July 14-18, 2024 | James Mayfield, Eugene Yang, Dawn Lawrie, Sean MacAvaney, Paul McNamee, Douglas W. Oard, Luca Soldaini, Ian Soboroff, Orion Weller, Efsun Kayi, Kate Sanders, Marc Mason, Noah Hibble
This paper discusses the evaluation of machine-generated reports, emphasizing the need for completeness, accuracy, and verifiability in long-form reports. Large Language Models (LLMs) have enabled new ways to satisfy information needs, but they still struggle to compose complete, accurate, and verifiable long-form reports. Reports with these qualities are necessary to satisfy complex, nuanced, or multi-faceted information needs. The authors propose an evaluation framework called ARGUE (Automated Report Generation Under Evaluation) that draws on ideas from prior evaluations in information retrieval, summarization, and text generation. The framework uses "nuggets" of information, expressed as questions and answers, that need to be part of any high-quality generated report. Citations are also a key component of the framework, ensuring that claims made in the report are mapped to their source documents for verifiability.
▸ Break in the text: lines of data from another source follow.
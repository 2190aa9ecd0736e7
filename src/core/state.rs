//! Game state: players, card objects, zones and the event log.
//!
//! ## GameState
//!
//! Everything an effect can read or mutate:
//! - Players (life, mana pool, in-game flag)
//! - Card objects and the zones they are in
//! - The trigger registry for objects on the battlefield
//! - The event log and the buffer of events not yet checked for triggers
//! - RNG
//!
//! ## PublicSnapshot
//!
//! The observable part of the state in a serializable form, used to compare
//! independent copies of a game.

use im::Vector;
use rustc_hash::FxHashMap;
use serde::{Deserialize, Serialize};
use tracing::debug;

use super::config::{GameConfig, Zone};
use super::entity::EntityId;
use super::error::{EngineError, EngineResult};
use super::player::{Player, PlayerId, PlayerMap};
use super::rng::GameRng;
use crate::abilities::AbilityKind;
use crate::cards::{CardDefinition, CardInstance, CardType};
use crate::effects::{ContinuousEffect, Duration, Layer};
use crate::filter::{Filter, FilterContext};
use crate::mana::ManaColor;
use crate::triggers::{GameEvent, TriggerRegistry};
use crate::zones::{ZoneKey, ZoneManager};

/// Full game state.
///
/// Not `Clone`: copying a game must fork the RNG, see `clone_state`.
#[derive(Debug)]
pub struct GameState {
    pub players: PlayerMap<Player>,

    /// Card locations.
    pub zones: ZoneManager,

    /// Card objects by entity ID.
    cards: FxHashMap<EntityId, CardInstance>,

    /// Triggered abilities of objects on the battlefield.
    pub triggers: TriggerRegistry,

    /// Whose turn it is.
    pub active_player: PlayerId,

    /// Deterministic RNG.
    pub rng: GameRng,

    /// Every event so far.
    events: Vector<GameEvent>,

    /// Events not yet checked for triggers.
    pending_events: Vec<GameEvent>,

    next_entity_id: u32,
    next_timestamp: u64,
}

impl GameState {
    /// Create a new game state.
    #[must_use]
    pub fn new(config: &GameConfig) -> Self {
        let player_count = config.player_count;
        Self {
            players: PlayerMap::new(player_count, |id| Player::new(id, config.starting_life)),
            zones: ZoneManager::new(),
            cards: FxHashMap::default(),
            triggers: TriggerRegistry::new(),
            active_player: PlayerId::new(0),
            rng: GameRng::new(config.seed),
            events: Vector::new(),
            pending_events: Vec::new(),
            next_entity_id: EntityId::first_non_player(player_count),
            next_timestamp: 1,
        }
    }

    /// Get player count, including players who have left.
    #[must_use]
    pub fn player_count(&self) -> usize {
        self.players.player_count()
    }

    // === Players ===

    /// A player still in the game.
    #[must_use]
    pub fn player(&self, id: PlayerId) -> Option<&Player> {
        self.players.get(id).filter(|p| p.in_game)
    }

    pub fn player_mut(&mut self, id: PlayerId) -> Option<&mut Player> {
        self.players.get_mut(id).filter(|p| p.in_game)
    }

    /// Is `other` an opponent of `you`? Players who left are nobody's opponent.
    #[must_use]
    pub fn is_opponent(&self, you: PlayerId, other: PlayerId) -> bool {
        you != other && self.player(other).is_some()
    }

    /// Opponents of `you`, in player order.
    #[must_use]
    pub fn opponents(&self, you: PlayerId) -> Vec<PlayerId> {
        self.players
            .player_ids()
            .filter(|&p| self.is_opponent(you, p))
            .collect()
    }

    pub fn add_mana(&mut self, player: PlayerId, color: ManaColor, amount: u32) -> EngineResult<()> {
        let player = self
            .player_mut(player)
            .ok_or(EngineError::UnknownPlayer(player))?;
        player.mana_pool.add(color, amount);
        Ok(())
    }

    // === Entity Management ===

    /// Allocate a new entity ID.
    pub fn alloc_entity(&mut self) -> EntityId {
        let id = EntityId(self.next_entity_id);
        self.next_entity_id += 1;
        id
    }

    fn next_timestamp(&mut self) -> u64 {
        let ts = self.next_timestamp;
        self.next_timestamp += 1;
        ts
    }

    /// Create a game object for `definition` directly in `zone`.
    ///
    /// This is game setup, not a zone change: no events are emitted and a
    /// permanent created this way is not summoning sick.
    pub fn create_card(&mut self, definition: &CardDefinition, owner: PlayerId, zone: Zone) -> EntityId {
        let id = self.alloc_entity();
        let mut card = definition.instantiate(id, owner, zone);
        card.timestamp = self.next_timestamp();

        self.zones.add_to_zone(id, ZoneKey::for_card(zone, owner));
        if zone == Zone::Battlefield {
            self.triggers.register_all(id, &card.abilities);
        }
        self.cards.insert(id, card);
        self.apply_continuous_effects();
        id
    }

    /// Get a card object in any zone.
    #[must_use]
    pub fn card(&self, id: EntityId) -> Option<&CardInstance> {
        self.cards.get(&id)
    }

    pub fn card_mut(&mut self, id: EntityId) -> Option<&mut CardInstance> {
        self.cards.get_mut(&id)
    }

    /// Get a card object only if it is on the battlefield.
    #[must_use]
    pub fn permanent(&self, id: EntityId) -> Option<&CardInstance> {
        self.card(id).filter(|c| c.is_on_battlefield())
    }

    /// How many times an object has changed zones. Players and unknown ids
    /// have never moved.
    #[must_use]
    pub fn zone_changes(&self, id: EntityId) -> u32 {
        self.card(id).map_or(0, |c| c.zone_changes)
    }

    #[must_use]
    pub fn controller_of(&self, id: EntityId) -> Option<PlayerId> {
        self.card(id).map(|c| c.controller)
    }

    // === Queries ===

    /// Permanents matching `filter` as seen by `ctx`, in battlefield order.
    ///
    /// Permanents of players who left the game are not active.
    #[must_use]
    pub fn active_permanents(&self, filter: &Filter, ctx: &FilterContext) -> Vec<EntityId> {
        self.battlefield()
            .filter(|card| self.player(card.controller).is_some())
            .filter(|card| filter.matches(card, ctx, self))
            .map(|card| card.id)
            .collect()
    }

    /// Every active permanent of a card type, regardless of controller.
    #[must_use]
    pub fn all_active_permanents(&self, card_type: CardType) -> Vec<EntityId> {
        self.battlefield()
            .filter(|card| self.player(card.controller).is_some() && card.has_type(card_type))
            .map(|card| card.id)
            .collect()
    }

    fn battlefield(&self) -> impl Iterator<Item = &CardInstance> {
        self.zones
            .cards_in(ZoneKey::shared(Zone::Battlefield))
            .iter()
            .filter_map(|id| self.cards.get(id))
    }

    /// Cards in a zone across owners, in deterministic order.
    #[must_use]
    pub fn cards_in_zone(&self, zone: Zone) -> Vec<EntityId> {
        self.zones.cards_in_zone(zone)
    }

    /// Creatures currently attacking.
    #[must_use]
    pub fn attackers(&self) -> Vec<EntityId> {
        self.battlefield()
            .filter(|card| card.attacking.is_some())
            .map(|card| card.id)
            .collect()
    }

    // === Permanent State ===

    /// Tap a permanent. Tapping a tapped permanent changes nothing and
    /// emits nothing. Returns whether the permanent became tapped.
    pub fn tap(&mut self, id: EntityId) -> bool {
        let Some(card) = self.cards.get_mut(&id).filter(|c| c.is_on_battlefield()) else {
            return false;
        };
        if !card.tap() {
            return false;
        }
        let event = GameEvent::tapped(id, card.controller);
        self.emit(event);
        true
    }

    /// Untap a permanent. Returns whether it became untapped.
    pub fn untap(&mut self, id: EntityId) -> bool {
        self.cards
            .get_mut(&id)
            .filter(|c| c.is_on_battlefield())
            .is_some_and(CardInstance::untap)
    }

    // === Zone Changes ===

    /// Move a card to `to`, owned zones going to its owner's.
    ///
    /// Returns the zone it came from. Moving a card to the zone it is
    /// already in does nothing.
    pub fn move_card(&mut self, id: EntityId, to: Zone) -> EngineResult<Zone> {
        self.relocate(id, to, None)
    }

    /// Put a card onto the battlefield under `controller`'s control.
    pub fn enter_battlefield(&mut self, id: EntityId, controller: PlayerId) -> EngineResult<Zone> {
        if self.player(controller).is_none() {
            return Err(EngineError::UnknownPlayer(controller));
        }
        self.relocate(id, Zone::Battlefield, Some(controller))
    }

    fn relocate(&mut self, id: EntityId, to: Zone, controller: Option<PlayerId>) -> EngineResult<Zone> {
        let from = self.card(id).ok_or(EngineError::UnknownObject(id))?.zone;
        if from == to {
            return Ok(from);
        }

        let timestamp = self.next_timestamp();
        let card = self.cards.get_mut(&id).ok_or(EngineError::UnknownObject(id))?;
        let owner = card.owner;

        if from == Zone::Battlefield {
            card.clear_permanent_state();
            self.triggers.remove_for_source(id);
        }
        card.zone = to;
        card.timestamp = timestamp;
        card.zone_changes += 1;
        if to == Zone::Battlefield {
            card.set_controller(controller.unwrap_or(owner));
            card.summoning_sick = true;
            self.triggers.register_all(id, &card.abilities);
        }
        let now_controller = card.controller;

        self.zones.move_to_zone(id, ZoneKey::for_card(to, owner));
        debug!(card = %id, %from, %to, "zone change");

        self.emit(GameEvent::zone_changed(id, owner, from, to));
        if to == Zone::Battlefield {
            self.emit(GameEvent::entered_battlefield(id, now_controller));
        }
        self.apply_continuous_effects();
        Ok(from)
    }

    // === Continuous Effects ===

    /// Rebuild every object's current characteristics: reset to printed
    /// values, then apply every active static ability by layer, then
    /// timestamp.
    pub fn apply_continuous_effects(&mut self) {
        for card in self.cards.values_mut() {
            card.reset_characteristics();
        }

        let mut active: Vec<(Layer, u64, EntityId, PlayerId, Box<dyn ContinuousEffect>)> = Vec::new();
        for card in self.cards.values() {
            for ability in &card.abilities {
                let AbilityKind::Static { effects } = &ability.kind else {
                    continue;
                };
                for effect in effects {
                    if card.is_on_battlefield() || effect.duration() == Duration::Always {
                        active.push((effect.layer(), card.timestamp, card.id, card.controller, effect.clone()));
                    }
                }
            }
        }

        active.sort_by_key(|(layer, timestamp, id, _, _)| (*layer, *timestamp, *id));
        for (_, _, source, controller, effect) in active {
            effect.apply(source, controller, self);
        }
    }

    // === Events ===

    /// Record an event and queue it for trigger checks.
    pub fn emit(&mut self, event: GameEvent) {
        self.events.push_back(event.clone());
        self.pending_events.push(event);
    }

    /// Every event so far, oldest first.
    #[must_use]
    pub fn events(&self) -> &Vector<GameEvent> {
        &self.events
    }

    /// Drain the events not yet checked for triggers.
    pub fn take_pending_events(&mut self) -> Vec<GameEvent> {
        std::mem::take(&mut self.pending_events)
    }

    #[must_use]
    pub fn has_pending_events(&self) -> bool {
        !self.pending_events.is_empty()
    }

    // === Cloning ===

    /// Clone the game state for an independent simulation.
    ///
    /// Takes `&mut self` because forking the RNG advances the fork counter.
    #[must_use]
    pub fn clone_state(&mut self) -> Self {
        Self {
            players: self.players.clone(),
            zones: self.zones.clone(),
            cards: self.cards.clone(),
            triggers: self.triggers.clone(),
            active_player: self.active_player,
            rng: self.rng.fork(),
            events: self.events.clone(),
            pending_events: self.pending_events.clone(),
            next_entity_id: self.next_entity_id,
            next_timestamp: self.next_timestamp,
        }
    }

    // === Snapshots ===

    /// Observable state: players, the battlefield and zone sizes.
    #[must_use]
    pub fn public_snapshot(&self) -> PublicSnapshot {
        let battlefield = self
            .battlefield()
            .map(|card| PermanentSummary {
                id: card.id,
                name: card.name().to_string(),
                controller: card.controller,
                tapped: card.tapped,
                attacking: card.attacking,
            })
            .collect();

        let mut zone_sizes = Vec::new();
        for zone in Zone::ALL {
            if zone.is_per_player() {
                for player in self.players.player_ids() {
                    let key = ZoneKey::for_card(zone, player);
                    zone_sizes.push((key, self.zones.zone_size(key)));
                }
            } else {
                let key = ZoneKey::shared(zone);
                zone_sizes.push((key, self.zones.zone_size(key)));
            }
        }

        PublicSnapshot {
            players: self.players.iter().map(|(_, p)| p.clone()).collect(),
            battlefield,
            zone_sizes,
            event_count: self.events.len(),
        }
    }

    /// `public_snapshot` encoded with bincode.
    pub fn snapshot(&self) -> EngineResult<Vec<u8>> {
        bincode::serialize(&self.public_snapshot()).map_err(|e| EngineError::Snapshot(e.to_string()))
    }
}

/// One permanent as every player sees it.
#[derive(Clone, Debug, PartialEq, Eq, Serialize, Deserialize)]
pub struct PermanentSummary {
    pub id: EntityId,
    pub name: String,
    pub controller: PlayerId,
    pub tapped: bool,
    pub attacking: Option<EntityId>,
}

/// Observable game state.
#[derive(Clone, Debug, PartialEq, Eq, Serialize, Deserialize)]
pub struct PublicSnapshot {
    pub players: Vec<Player>,
    pub battlefield: Vec<PermanentSummary>,
    pub zone_sizes: Vec<(ZoneKey, usize)>,
    pub event_count: usize,
}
The framework is designed to evaluate automated report generation by ensuring that reports are responsive to the report request, that the key information is attested in the document collection, that the report properly cites those documents, and that the information they contain is faithfully captured by the report. The evaluation also considers the reusability of the framework and the need to avoid circularity between report generation and report evaluation. The authors argue that the evaluation must have the intention of reusability, which can be challenging due to the level of interpretation required to make the required judgments.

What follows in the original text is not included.